A: Press Cmd+D (Mac) or Ctrl+D (Windows/Linux) to split the active pane horizontally (side by side). Press Cmd+Shift+D / Ctrl+Shift+D to split vertically (stacked). Each new pane starts a local shell session. You can then connect it to a device using Quick Connect.
Q: Can I resize panes?
A: Yes. Drag the divider between panes to resize them. Double-click the divider to reset both panes to equal sizes. You can also maximize the active pane with Cmd+Shift+Enter / Ctrl+Shift+Enter and press the same shortcut again to restore the original layout.
Q: How do I move or reorder tabs?
A: Drag a tab to a new position in the tab bar. You can also use Cmd+Shift+Left / Ctrl+Shift+Left and Cmd+Shift+Right / Ctrl+Shift+Right to move the current tab left or right.
Q: Does my layout persist across sessions?
A: Saved layouts persist and can be restored from View → Layouts. When you restore a layout, the Terminal recreates the tab and pane arrangement. If the associated saved sessions exist, they reconnect automatically. Unsaved layouts (ad-hoc splits) are lost when you close the application.
Q: What are tab groups and how do I use them?
A: Tab groups let you organize related tabs together. Select multiple tabs (Cmd/Ctrl+click), right-click, and select Create Tab Group. Groups can be collapsed to save tab bar space, color-coded, and used for scoped Multi-Send. Tab groups are session-specific and are not saved with layouts.

Troubleshooting

Layout Not Restoring Correctly

Symptom: Saved layout opens but panes are empty or show local shells instead of device sessions.

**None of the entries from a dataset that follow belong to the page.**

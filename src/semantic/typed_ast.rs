//! Typed expression tree.
//!
//! Output of the analyser and input of the code generator. Each node pairs
//! a syntactic shape with its resolved type, and that type is always a pure
//! function of the node's children, so it is computed on demand instead of
//! being stored twice.

use super::{
    symbol_table::Closure,
    types::{FunctionType, TupleMember, TupleType, Type},
};

#[derive(Debug, Clone, PartialEq)]
pub enum TypedExpr {
    Block(TypedBlock),
    Assignment(TypedAssignment),
    VariableReference { name: String, ty: Type },
    PlusOperation(TypedBinaryOperation),
    MinusOperation(TypedBinaryOperation),
    TimesOperation(TypedBinaryOperation),
    Concatenation(TypedBinaryOperation),
    Negation(Box<TypedExpr>),
    StringConstant(String),
    IntConstant(i64),
    Tuple(TypedTuple),
    MemberSelection(TypedMemberSelection),
    FunctionCall(TypedFunctionCall),
    FunctionDefinition(TypedFunctionDefinition),
}

impl TypedExpr {
    pub fn get_type(&self) -> Type {
        match self {
            TypedExpr::Block(block) => block.get_type(),
            TypedExpr::Assignment(assignment) => assignment.value.get_type(),
            TypedExpr::VariableReference { ty, .. } => ty.clone(),
            TypedExpr::PlusOperation(_)
            | TypedExpr::MinusOperation(_)
            | TypedExpr::TimesOperation(_)
            | TypedExpr::Negation(_)
            | TypedExpr::IntConstant(_) => Type::Integer,
            TypedExpr::Concatenation(_) | TypedExpr::StringConstant(_) => Type::String,
            TypedExpr::Tuple(tuple) => Type::Tuple(tuple.get_type()),
            TypedExpr::MemberSelection(selection) => selection.member.ty.clone(),
            TypedExpr::FunctionCall(call) => call.result_type.clone(),
            TypedExpr::FunctionDefinition(definition) => {
                Type::Function(definition.function_type.clone())
            }
        }
    }
}

#[derive(Debug, Clone, PartialEq)]
pub struct TypedBlock {
    pub expressions: Vec<TypedExpr>,
}

impl TypedBlock {
    pub fn new(expressions: Vec<TypedExpr>) -> Self {
        TypedBlock { expressions }
    }

    /// Type of the last expression. The analyser never builds an empty
    /// block; one built by hand reports `Void`.
    pub fn get_type(&self) -> Type {
        self.expressions
            .last()
            .map(TypedExpr::get_type)
            .unwrap_or(Type::Void)
    }

    pub fn len(&self) -> usize {
        self.expressions.len()
    }

    pub fn is_empty(&self) -> bool {
        self.expressions.is_empty()
    }
}

#[derive(Debug, Clone, PartialEq)]
pub struct TypedAssignment {
    pub name: String,
    pub value: Box<TypedExpr>,
}

#[derive(Debug, Clone, PartialEq)]
pub struct TypedBinaryOperation {
    pub lhs: Box<TypedExpr>,
    pub rhs: Box<TypedExpr>,
}

impl TypedBinaryOperation {
    pub fn new(lhs: TypedExpr, rhs: TypedExpr) -> Self {
        TypedBinaryOperation {
            lhs: Box::new(lhs),
            rhs: Box::new(rhs),
        }
    }
}

#[derive(Debug, Clone, PartialEq)]
pub struct TypedTupleElement {
    pub name: Option<String>,
    pub value: TypedExpr,
}

#[derive(Debug, Clone, PartialEq)]
pub struct TypedTuple {
    pub elements: Vec<TypedTupleElement>,
}

impl TypedTuple {
    pub fn get_type(&self) -> TupleType {
        TupleType::new(
            self.elements
                .iter()
                .map(|element| TupleMember::new(element.name.clone(), element.value.get_type()))
                .collect(),
        )
    }
}

#[derive(Debug, Clone, PartialEq)]
pub struct TypedMemberSelection {
    pub expr: Box<TypedExpr>,
    pub member: TupleMember,
}

#[derive(Debug, Clone, PartialEq)]
pub struct TypedFunctionCall {
    pub callee: String,
    pub input: Box<TypedExpr>,
    pub result_type: Type,
}

#[derive(Debug, Clone, PartialEq)]
pub struct TypedFunctionDefinition {
    pub function_type: FunctionType,
    pub closure: Closure,
    pub body: TypedBlock,
}

#[cfg(test)]
mod tests {
    use crate::semantic::{
        symbol_table::Closure,
        types::{FunctionType, TupleMember, TupleType, Type},
    };

    use super::{
        TypedBinaryOperation, TypedBlock, TypedExpr, TypedFunctionDefinition, TypedTuple,
        TypedTupleElement,
    };

    #[test]
    fn test_block_type_is_last_expression() {
        let block = TypedBlock::new(vec![
            TypedExpr::IntConstant(1),
            TypedExpr::StringConstant("x".to_string()),
        ]);

        assert_eq!(block.get_type(), Type::String);
        assert_eq!(TypedBlock::new(vec![]).get_type(), Type::Void);
    }

    #[test]
    fn test_tuple_type_preserves_order() {
        let tuple = TypedTuple {
            elements: vec![
                TypedTupleElement {
                    name: Some("b".to_string()),
                    value: TypedExpr::StringConstant("x".to_string()),
                },
                TypedTupleElement {
                    name: None,
                    value: TypedExpr::IntConstant(3),
                },
            ],
        };

        assert_eq!(
            tuple.get_type(),
            TupleType::new(vec![
                TupleMember::named("b", Type::String),
                TupleMember::positional(Type::Integer),
            ])
        );
    }

    #[test]
    fn test_operation_types() {
        let ints = TypedBinaryOperation::new(TypedExpr::IntConstant(1), TypedExpr::IntConstant(2));
        let strings = TypedBinaryOperation::new(
            TypedExpr::StringConstant("a".to_string()),
            TypedExpr::StringConstant("b".to_string()),
        );

        assert_eq!(TypedExpr::TimesOperation(ints).get_type(), Type::Integer);
        assert_eq!(TypedExpr::Concatenation(strings).get_type(), Type::String);
    }

    #[test]
    fn test_function_definition_type() {
        let function_type = FunctionType::new(TupleType::default(), Type::Integer);
        let definition = TypedExpr::FunctionDefinition(TypedFunctionDefinition {
            function_type: function_type.clone(),
            closure: Closure::default(),
            body: TypedBlock::new(vec![TypedExpr::IntConstant(0)]),
        });

        assert_eq!(definition.get_type(), Type::Function(function_type));
    }
}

Cause: The saved sessions referenced in the layout have been deleted or renamed.

Solution: Re-save the sessions, then update the layout by arranging the panes and saving the layout again with the same name.

Panes Too Small to Use

Symptom: A pane is so narrow or short that the terminal text is unreadable.

Cause: Too many splits in a small window, or a divider was dragged too far.

Solution: Double-click the divider to reset to equal sizes. Close panes you do not need with Cmd+Shift+W / Ctrl+Shift+W. Consider using multiple tabs instead of many panes if your screen is small.

Focus Stuck in Wrong Pane

Symptom: Keyboard input goes to a pane you did not intend.

Cause: The active pane did not update when you expected it to.

Solution: Click directly in the desired pane to focus it, or use Cmd+] / Ctrl+] to cycle through panes. The active pane has a highlighted border.

Tab Colors Not Visible

Symptom: Assigned tab colors are not showing in the tab bar.

Cause: Some themes have styling that obscures tab color indicators.

Solution: Try switching to a different terminal theme in Settings → Appearance. Tab colors appear as a colored bar at the bottom of the tab.